Constantijn L'Empereur (July 1591 – June 1648) was a prominent Dutch Hebraist, a distinguished Orientalist and doctor of theology.

Biography
He was born in July 1591 in Bremen, Germany, to where his parents had fled from Belgium to escape religious persecution. He acquired great reputation for his knowledge of the oriental languages. He was also an able lawyer and divine and took his degree of doctor in the latter faculty. He studied the oriental languages under Drusius and Erpenius and after having been professor of theology and Hebrew at Harderwijk for eight years was in 1627 made professor of Hebrew at Leyden on which occasion he delivered an harangue on the dignity and utility of the Hebrew language and it was his constant endeavour to diffuse a knowledge of that language and of the Arabic and Syriac among his countrymen that they might be the better enabled to combat the objections of the Jews to the Christian religion.

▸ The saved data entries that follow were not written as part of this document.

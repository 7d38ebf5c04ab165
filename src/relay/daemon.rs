//! The relay daemon: accepts one-line commands from launchers on a local
//! socket and forwards them to the socket exposed by the Windows guest.
//!
//! Clients are served strictly one at a time (accept, read, forward, close).
//! Further clients wait in the kernel backlog. A failed forward is logged and
//! dropped; recovering a dead guest is the VM supervisor's job.

use std::future::Future;
use std::io::ErrorKind;
use std::path::Path;

use tokio::io::{AsyncReadExt, AsyncWriteExt};
use tokio::net::{UnixListener, UnixStream};
use tracing::{debug, error, info, instrument, warn};

use super::protocol::AgentCommand;
use crate::config::RelayConfig;
use crate::error::RelayError;

/// A bound relay daemon.
#[derive(Debug)]
pub struct RelayDaemon {
    config: RelayConfig,
    listener: UnixListener,
}

impl RelayDaemon {
    /// Binds the listen socket, replacing a stale socket file left behind by
    /// a previous instance.
    ///
    /// Must be called from within a Tokio runtime.
    ///
    /// # Errors
    ///
    /// Returns `RelayError::Bind` if the stale file cannot be removed or the
    /// socket cannot be bound.
    pub fn bind(config: RelayConfig) -> Result<Self, RelayError> {
        let path = &config.listen_socket;

        match std::fs::remove_file(path) {
            Ok(()) => debug!(path = %path.display(), "Removed stale socket"),
            Err(e) if e.kind() == ErrorKind::NotFound => {}
            Err(source) => {
                return Err(RelayError::Bind {
                    path: path.clone(),
                    source,
                });
            }
        }

        let listener = UnixListener::bind(path).map_err(|source| RelayError::Bind {
            path: path.clone(),
            source,
        })?;

        info!(path = %path.display(), "Relay daemon listening");
        Ok(Self { config, listener })
    }

    #[must_use]
    pub fn listen_path(&self) -> &Path {
        &self.config.listen_socket
    }

    /// Serves clients forever.
    pub async fn run(self) {
        self.run_until(std::future::pending::<()>()).await;
    }

    /// Serves clients until `shutdown` completes, then removes the socket file.
    pub async fn run_until<F>(self, shutdown: F)
    where
        F: Future<Output = ()>,
    {
        tokio::pin!(shutdown);

        loop {
            tokio::select! {
                () = &mut shutdown => {
                    info!("Shutdown requested");
                    break;
                }
                accepted = self.listener.accept() => match accepted {
                    Ok((stream, _)) => self.serve(stream).await,
                    Err(e) => error!(error = %e, "Failed to accept client"),
                },
            }
        }

        if let Err(e) = std::fs::remove_file(self.listen_path()) {
            warn!(error = %e, "Failed to remove socket file");
        }
    }

    /// Handles one client connection. The stream is closed on return.
    #[instrument(skip_all)]
    async fn serve(&self, mut stream: UnixStream) {
        let payload = match read_payload(&mut stream, self.config.read_limit).await {
            Ok(payload) => payload,
            Err(e) => {
                warn!(error = %e, "Dropping client");
                return;
            }
        };

        debug!(command = %String::from_utf8_lossy(&payload), "Command accepted");

        match AgentCommand::parse(&payload) {
            Some(command) => {
                if let Err(e) = forward(&self.config.guest_socket, &command).await {
                    error!(error = %e, "Command not delivered to guest");
                }
            }
            None => debug!("Ignoring unrecognized command"),
        }
    }
}

/// Reads one client payload of at most `limit` bytes.
async fn read_payload(stream: &mut UnixStream, limit: usize) -> Result<Vec<u8>, RelayError> {
    let mut buf = vec![0u8; limit];
    let n = stream.read(&mut buf).await.map_err(RelayError::Read)?;
    buf.truncate(n);
    Ok(buf)
}

/// Opens a fresh connection to the guest socket and writes `command`'s frame.
///
/// # Errors
///
/// - `RelayError::GuestUnreachable` if the connection is refused
/// - `RelayError::Forward` if the write fails
#[instrument(skip_all, fields(guest = %guest.display()))]
pub async fn forward(guest: &Path, command: &AgentCommand) -> Result<(), RelayError> {
    let mut stream = UnixStream::connect(guest)
        .await
        .map_err(|source| RelayError::GuestUnreachable {
            path: guest.to_path_buf(),
            source,
        })?;

    stream
        .write_all(&command.guest_frame())
        .await
        .map_err(|source| RelayError::Forward {
            path: guest.to_path_buf(),
            source,
        })?;

    if let Err(e) = stream.shutdown().await {
        debug!(error = %e, "Guest connection shutdown failed");
    }

    info!(%command, "Sent command to Windows agent");
    Ok(())
}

He translated and published several editions of the popular ‘Travels of Rabbi Benjamin ben Jonah’, one Latin-Hebrew Edition with and another one without notes, one Hebrew Edition at Bale, which his Friends – the Buxdorffs – sent to Joseph Scaliger who mentioned it favorably in a letter, which was included in a version of Benjamins Travels, printed in 1666 in Amsterdam, collated with a Dutch translation of the Bara, together with a text from the celebrated rabbi Manassah ben Israel. The Emperor-edition of Rabbi Benjamin of Tudela Itinerary was the bases for a popular German and French translation in the 17th and 18th Century.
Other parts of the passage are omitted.